- **Directions**
The answer must consist of each line below that holds the word "format", copied as it stands.

*** Opening of Source data ***

impl AuthStore {
    /// Create a store with an empty session
    pub fn new(ctx: StoreContext) -> Self {
        Self {
            state: RwLock::new(Session::default()),
            ctx,
        }
    }

    /// Copy of the current session
    pub fn snapshot(&self) -> Session {
        self.state.read().clone()
    }

    /// The signed-in user
    pub fn current_user(&self) -> Option<User> {
        self.state.read().current_user.clone()
    }

    /// Whether the current user is an administrator
    pub fn is_admin(&self) -> bool {
        self.state.read().ui.is_admin
    }

    /// Whether a token is held
    pub fn is_authenticated(&self) -> bool {
        self.state.read().authenticated
    }

    /// Whether the session was confirmed with the server
    pub fn is_verified(&self) -> bool {
        self.state.read().verified
    }

    /// The held token, empty when absent
    pub fn auth_token(&self) -> String {
        self.state.read().auth_token.clone()
    }

    // -------------------------------------------------------------------------
    // Mutations
    // -------------------------------------------------------------------------

    /// Replace the current user and recompute `ui.is_admin`
    pub fn set_user(&self, user: Option<User>) {
        let mut state = self.state.write();
        state.ui.is_admin = user.as_ref().is_some_and(User::is_admin);
        state.current_user = user;
        tracing::debug!(mutation = "set_user", is_admin = state.ui.is_admin);
    }

    /// Replace `verified`
    pub fn set_verified(&self, verified: bool) {
        self.state.write().verified = verified;
        tracing::debug!(mutation = "set_verified", verified);
    }

    /// Replace `authenticated`
    pub fn set_authenticated(&self, authenticated: bool) {
        self.state.write().authenticated = authenticated;
        tracing::debug!(mutation = "set_authenticated", authenticated);
    }

    /// Replace the held token
    pub fn set_auth_token(&self, token: impl Into<String>) {
        self.state.write().auth_token = token.into();
        tracing::debug!(mutation = "set_auth_token");
    }

    // -------------------------------------------------------------------------
    // Actions
    // -------------------------------------------------------------------------

    /// Sign in with credentials and return the raw response body
    pub async fn login(&self, credentials: &Credentials) -> Result<Value> {
        let request = ApiRequest::post(LOGIN_PATH).json_body(credentials)?;
        let response = self.ctx.http.execute(request).await?;

        self.on_login(
            &auth_token_of(&response.data),
            LoginOptions {
                remember: credentials.remember,
            },
        )?;

        tracing::info!(remember = ?credentials.remember, "logged in");
        Ok(response.data)
    }

    /// Sign out on the server, then drop the local session
    ///
    /// `verified` is left alone.
    pub async fn logout(&self) -> Result<()> {
        self.ctx.http.execute(ApiRequest::post(LOGOUT_PATH)).await?;
        self.clear_session()?;

        tracing::info!("logged out");
        Ok(())
    }

    /// Drop the local session without telling the server
    pub fn clear_session(&self) -> Result<()> {
        self.set_user(None);
        self.ctx.cookies.remove(AUTH_TOKEN_COOKIE)?;
        self.set_authenticated(false);
        self.set_auth_token("");
        Ok(())
    }

    /// Record a freshly issued token and persist it per [`CookiePlan`]
    ///
    /// Fails before touching any state when `auth_token` is empty.
    pub fn on_login(&self, auth_token: &str, options: LoginOptions) -> Result<()> {
        if auth_token.is_empty() {
            return Err(StoreError::MissingAuthToken);
        }

        self.set_verified(true);
        self.set_authenticated(true);
        self.set_auth_token(auth_token);

        let remember_cookie_present = self
            .ctx
            .cookies
            .get(REMEMBER_COOKIE)
            .is_some_and(|value| !value.is_empty());

        CookiePlan::for_login(options.remember, remember_cookie_present)
            .apply(self.ctx.cookies.as_ref(), auth_token)?;

        Ok(())
    }

    /// Confirm the session with the server and refresh the current user
    ///
    /// When no token is held, one is seeded from the `_auth_token` cookie.
    /// With `force_check` and still no token, this fails with
    /// [`StoreError::NotSignedIn`] without calling the API. With `set_cookie`
    /// the token is sent along so the server can set its own cookie.
    ///
    /// On failure the session may be logged out, per
    /// [`should_logout_after_verify_failure`]; the original error is returned
    /// either way.
    pub async fn verify_user(&self, force_check: bool, set_cookie: bool) -> Result<()> {
        if !self.is_authenticated() {
            let token = self.ctx.cookies.get(AUTH_TOKEN_COOKIE).unwrap_or_default();
            let authenticated = !token.is_empty();
            self.set_auth_token(token);
            self.set_authenticated(authenticated);
        }

        if !self.is_authenticated() && force_check {
            return Err(StoreError::NotSignedIn);
        }

        match self.refresh_current_user(set_cookie).await {
            Ok(()) => Ok(()),
            Err(err) => {
                if should_logout_after_verify_failure(force_check, &err) {
                    tracing::info!("verification failed, ending session: {}", err);
                    if let Err(logout_err) = self.logout().await {
                        tracing::warn!("logout after failed verification failed: {}", logout_err);
                        if let Err(clear_err) = self.clear_session() {
                            tracing::warn!("could not clear session: {}", clear_err);
                        }
                    }
                }
                Err(err)
            }
        }
    }

    async fn refresh_current_user(&self, set_cookie: bool) -> Result<()> {
        let mut request =
            ApiRequest::get(USERS_PATH).param("_", self.ctx.clock.now().timestamp().to_string());

        if set_cookie {
            request = request
                .param("auth_token", self.auth_token())
                .param("setCookie", "true");
        }

        let response = self.ctx.http.execute(request).await?;
        let body: CurrentUserResponse = decode(response.data)?;

        let token = non_empty(body.session.and_then(|s| s.auth_token))
            .or_else(|| non_empty(body.user.auth_token.clone()))
            .unwrap_or_else(|| self.auth_token());

        self.set_user(Some(body.user));
        self.on_login(&token, LoginOptions::default())
    }

    /// Verify once per session; later calls return immediately
    pub async fn verify(&self) -> Result<()> {
        if self.is_verified() {
            return Ok(());
        }
        self.verify_user(false, false).await
    }

    /// Confirm an email address and sign in with the token it yields
    pub async fn verify_user_email(&self, token: &str) -> Result<()> {
        let request = ApiRequest::post(format!("/v1/auth/verify/{}", segment(token)));
        let response = self.ctx.http.execute(request).await?;

        self.on_login(&auth_token_of(&response.data), LoginOptions::default())
    }

    /// Ask for a password-reset email
    pub async fn forgot_password(&self, email: &str) -> Result<ApiResponse<Value>> {
        let request = ApiRequest::post(FORGOT_PATH).json_body(&serde_json::json!({ "email": email }))?;
        Ok(self.ctx.http.execute(request).await?)
    }

    /// Set a new password using a reset token
    pub async fn reset_password(&self, params: &ResetPasswordParams) -> Result<ApiResponse<Value>> {
        let request = ApiRequest::post(format!("/v1/auth/reset/{}", segment(&params.token)))
            .json_body(&serde_json::json!({ "password": params.password }))?;
        Ok(self.ctx.http.execute(request).await?)
    }

    /// Look up what a reset token refers to
    pub async fn get_reset_token_info(&self, token: &str) -> Result<ApiResponse<Value>> {
        let request = ApiRequest::get(format!("/v1/auth/reset/{}", segment(token)));
        Ok(self.ctx.http.execute(request).await?)
    }

    /// Create an account and return the response body
    pub async fn sign_up<T>(&self, data: &T) -> Result<Value>
    where
        T: Serialize + ?Sized,
    {
        let request = ApiRequest::post(SIGNUP_PATH).json_body(data)?;
        Ok(self.ctx.http.execute(request).await?.data)
    }
}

*** Close of Source data ***

- **Result**
        let request = ApiRequest::post(format!("/v1/auth/verify/{}", segment(token)));
        let request = ApiRequest::post(format!("/v1/auth/reset/{}", segment(&params.token)))
        let request = ApiRequest::get(format!("/v1/auth/reset/{}", segment(token)));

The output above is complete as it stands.